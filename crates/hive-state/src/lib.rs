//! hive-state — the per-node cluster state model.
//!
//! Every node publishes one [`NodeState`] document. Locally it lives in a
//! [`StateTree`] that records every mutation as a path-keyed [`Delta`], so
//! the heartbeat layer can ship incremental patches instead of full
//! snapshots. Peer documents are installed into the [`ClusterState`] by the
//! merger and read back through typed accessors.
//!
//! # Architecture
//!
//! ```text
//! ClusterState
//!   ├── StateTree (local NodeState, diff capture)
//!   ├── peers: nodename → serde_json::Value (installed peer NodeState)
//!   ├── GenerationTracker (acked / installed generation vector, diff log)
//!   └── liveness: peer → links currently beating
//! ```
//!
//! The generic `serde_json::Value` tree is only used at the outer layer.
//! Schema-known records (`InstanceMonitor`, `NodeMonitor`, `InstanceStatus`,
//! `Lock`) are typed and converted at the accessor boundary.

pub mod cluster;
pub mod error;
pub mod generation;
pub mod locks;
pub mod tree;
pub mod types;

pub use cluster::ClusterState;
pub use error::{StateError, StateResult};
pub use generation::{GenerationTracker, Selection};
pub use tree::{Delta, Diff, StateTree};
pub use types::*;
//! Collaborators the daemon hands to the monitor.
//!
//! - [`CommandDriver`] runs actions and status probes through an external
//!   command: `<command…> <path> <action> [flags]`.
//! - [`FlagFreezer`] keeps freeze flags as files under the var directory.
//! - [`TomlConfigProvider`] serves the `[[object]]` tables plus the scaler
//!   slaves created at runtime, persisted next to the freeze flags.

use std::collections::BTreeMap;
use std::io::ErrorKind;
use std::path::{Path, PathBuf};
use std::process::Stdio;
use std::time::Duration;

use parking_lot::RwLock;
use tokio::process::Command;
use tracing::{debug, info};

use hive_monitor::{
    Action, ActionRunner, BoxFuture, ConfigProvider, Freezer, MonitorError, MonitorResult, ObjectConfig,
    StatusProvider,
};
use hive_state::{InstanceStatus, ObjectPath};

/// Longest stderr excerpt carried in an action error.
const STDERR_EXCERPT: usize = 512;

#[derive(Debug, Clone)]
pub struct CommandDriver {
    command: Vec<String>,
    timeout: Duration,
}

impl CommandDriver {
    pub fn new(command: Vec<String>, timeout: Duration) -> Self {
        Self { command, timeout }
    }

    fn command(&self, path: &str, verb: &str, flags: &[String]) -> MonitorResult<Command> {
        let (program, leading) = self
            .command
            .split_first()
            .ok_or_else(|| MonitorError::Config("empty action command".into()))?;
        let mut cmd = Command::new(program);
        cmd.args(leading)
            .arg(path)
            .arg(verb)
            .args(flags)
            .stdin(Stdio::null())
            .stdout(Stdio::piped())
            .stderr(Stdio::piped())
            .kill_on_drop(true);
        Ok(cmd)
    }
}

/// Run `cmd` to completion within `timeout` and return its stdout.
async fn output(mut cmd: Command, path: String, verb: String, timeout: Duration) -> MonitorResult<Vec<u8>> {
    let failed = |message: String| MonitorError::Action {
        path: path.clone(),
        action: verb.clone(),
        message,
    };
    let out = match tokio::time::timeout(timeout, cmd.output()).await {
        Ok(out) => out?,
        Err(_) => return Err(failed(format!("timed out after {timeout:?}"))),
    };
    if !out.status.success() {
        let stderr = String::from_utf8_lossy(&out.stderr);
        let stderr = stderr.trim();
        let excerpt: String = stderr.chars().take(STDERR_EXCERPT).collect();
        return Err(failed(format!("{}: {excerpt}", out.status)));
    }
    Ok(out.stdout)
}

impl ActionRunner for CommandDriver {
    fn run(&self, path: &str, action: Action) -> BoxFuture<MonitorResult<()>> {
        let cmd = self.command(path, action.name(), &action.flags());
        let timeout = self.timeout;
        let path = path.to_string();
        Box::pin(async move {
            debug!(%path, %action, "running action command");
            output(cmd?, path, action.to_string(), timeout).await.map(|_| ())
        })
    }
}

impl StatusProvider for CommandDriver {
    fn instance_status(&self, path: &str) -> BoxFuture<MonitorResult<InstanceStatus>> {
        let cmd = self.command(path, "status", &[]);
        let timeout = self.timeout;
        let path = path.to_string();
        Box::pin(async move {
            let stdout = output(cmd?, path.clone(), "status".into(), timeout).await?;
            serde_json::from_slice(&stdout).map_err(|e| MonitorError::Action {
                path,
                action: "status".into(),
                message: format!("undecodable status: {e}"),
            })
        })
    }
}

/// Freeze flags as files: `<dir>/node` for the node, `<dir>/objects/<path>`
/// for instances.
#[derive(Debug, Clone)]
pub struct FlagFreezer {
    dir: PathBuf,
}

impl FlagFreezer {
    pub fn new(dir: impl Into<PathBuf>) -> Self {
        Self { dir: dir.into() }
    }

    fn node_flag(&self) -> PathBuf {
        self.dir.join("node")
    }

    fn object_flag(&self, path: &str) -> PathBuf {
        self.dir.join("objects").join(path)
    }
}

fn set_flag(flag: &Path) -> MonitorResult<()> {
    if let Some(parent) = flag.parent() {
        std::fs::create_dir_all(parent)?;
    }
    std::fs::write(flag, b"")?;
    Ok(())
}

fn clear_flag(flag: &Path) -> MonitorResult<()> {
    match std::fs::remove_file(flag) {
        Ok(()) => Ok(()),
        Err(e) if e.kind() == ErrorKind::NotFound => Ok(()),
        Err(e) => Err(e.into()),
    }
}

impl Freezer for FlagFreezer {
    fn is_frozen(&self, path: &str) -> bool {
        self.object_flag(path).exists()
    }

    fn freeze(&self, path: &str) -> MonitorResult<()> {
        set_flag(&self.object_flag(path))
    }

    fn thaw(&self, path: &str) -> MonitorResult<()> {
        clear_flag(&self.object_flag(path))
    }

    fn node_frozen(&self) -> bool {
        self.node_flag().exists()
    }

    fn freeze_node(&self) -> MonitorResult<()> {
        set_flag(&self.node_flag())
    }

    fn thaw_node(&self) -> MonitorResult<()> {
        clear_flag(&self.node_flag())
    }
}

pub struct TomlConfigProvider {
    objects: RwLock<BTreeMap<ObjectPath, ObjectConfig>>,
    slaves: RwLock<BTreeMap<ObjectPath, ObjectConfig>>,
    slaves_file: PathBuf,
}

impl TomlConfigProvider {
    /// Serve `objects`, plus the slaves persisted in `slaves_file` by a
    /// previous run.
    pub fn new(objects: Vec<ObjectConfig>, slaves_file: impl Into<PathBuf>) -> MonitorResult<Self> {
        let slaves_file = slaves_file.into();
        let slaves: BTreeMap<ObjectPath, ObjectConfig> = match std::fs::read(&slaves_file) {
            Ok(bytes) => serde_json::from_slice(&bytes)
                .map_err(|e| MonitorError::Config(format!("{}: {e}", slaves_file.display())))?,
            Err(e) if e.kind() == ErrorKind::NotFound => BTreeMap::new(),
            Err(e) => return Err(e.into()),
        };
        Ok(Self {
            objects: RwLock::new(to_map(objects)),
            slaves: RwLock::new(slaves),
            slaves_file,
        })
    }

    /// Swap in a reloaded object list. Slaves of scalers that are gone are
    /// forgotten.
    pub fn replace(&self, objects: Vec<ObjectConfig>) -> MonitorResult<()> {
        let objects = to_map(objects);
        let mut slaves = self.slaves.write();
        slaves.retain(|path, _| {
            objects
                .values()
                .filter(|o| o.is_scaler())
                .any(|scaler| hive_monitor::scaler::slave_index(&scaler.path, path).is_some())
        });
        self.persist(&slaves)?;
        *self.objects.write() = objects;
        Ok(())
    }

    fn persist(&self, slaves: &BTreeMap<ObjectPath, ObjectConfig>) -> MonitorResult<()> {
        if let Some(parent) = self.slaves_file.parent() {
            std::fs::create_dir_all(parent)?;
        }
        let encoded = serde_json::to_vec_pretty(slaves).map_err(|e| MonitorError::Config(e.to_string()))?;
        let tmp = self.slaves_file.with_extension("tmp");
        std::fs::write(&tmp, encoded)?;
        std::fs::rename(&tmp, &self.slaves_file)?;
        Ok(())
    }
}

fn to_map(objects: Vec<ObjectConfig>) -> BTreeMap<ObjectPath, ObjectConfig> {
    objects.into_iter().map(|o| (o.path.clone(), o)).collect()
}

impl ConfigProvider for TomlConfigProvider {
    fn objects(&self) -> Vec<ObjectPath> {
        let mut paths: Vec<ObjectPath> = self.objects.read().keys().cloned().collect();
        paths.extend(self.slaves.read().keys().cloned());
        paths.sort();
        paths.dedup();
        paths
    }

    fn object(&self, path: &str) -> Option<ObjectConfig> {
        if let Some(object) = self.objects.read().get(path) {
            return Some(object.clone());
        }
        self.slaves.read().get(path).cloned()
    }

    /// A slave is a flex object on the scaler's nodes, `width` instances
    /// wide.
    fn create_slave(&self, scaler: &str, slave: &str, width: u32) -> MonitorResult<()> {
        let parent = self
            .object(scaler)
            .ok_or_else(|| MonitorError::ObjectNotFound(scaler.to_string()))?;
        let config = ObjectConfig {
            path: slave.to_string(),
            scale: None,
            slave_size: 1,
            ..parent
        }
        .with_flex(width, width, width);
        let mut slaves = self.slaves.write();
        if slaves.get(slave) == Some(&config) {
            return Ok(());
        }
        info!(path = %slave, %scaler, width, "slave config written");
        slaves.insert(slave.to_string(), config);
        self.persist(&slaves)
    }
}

-------------------------

§ Exercise
In exact wording, restate the lines of the data above from the first through the one holding "use std::process::Stdio;", and stop after that line.

§ Output
filename crates/hive-state/src/lib.rs
//! hive-state — the per-node cluster state model.
//!
//! Every node publishes one [`NodeState`] document. Locally it lives in a
//! [`StateTree`] that records every mutation as a path-keyed [`Delta`], so
//! the heartbeat layer can ship incremental patches instead of full
//! snapshots. Peer documents are installed into the [`ClusterState`] by the
//! merger and read back through typed accessors.
//!
//! # Architecture
//!
//! ```text
//! ClusterState
//!   ├── StateTree (local NodeState, diff capture)
//!   ├── peers: nodename → serde_json::Value (installed peer NodeState)
//!   ├── GenerationTracker (acked / installed generation vector, diff log)
//!   └── liveness: peer → links currently beating
//! ```
//!
//! The generic `serde_json::Value` tree is only used at the outer layer.
//! Schema-known records (`InstanceMonitor`, `NodeMonitor`, `InstanceStatus`,
//! `Lock`) are typed and converted at the accessor boundary.

pub mod cluster;
pub mod error;
pub mod generation;
pub mod locks;
pub mod tree;
pub mod types;

pub use cluster::ClusterState;
pub use error::{StateError, StateResult};
pub use generation::{GenerationTracker, Selection};
pub use tree::{Delta, Diff, StateTree};
pub use types::*;
//! Collaborators the daemon hands to the monitor.
//!
//! - [`CommandDriver`] runs actions and status probes through an external
//!   command: `<command…> <path> <action> [flags]`.
//! - [`FlagFreezer`] keeps freeze flags as files under the var directory.
//! - [`TomlConfigProvider`] serves the `[[object]]` tables plus the scaler
//!   slaves created at runtime, persisted next to the freeze flags.

use std::collections::BTreeMap;
use std::io::ErrorKind;
use std::path::{Path, PathBuf};
use std::process::Stdio;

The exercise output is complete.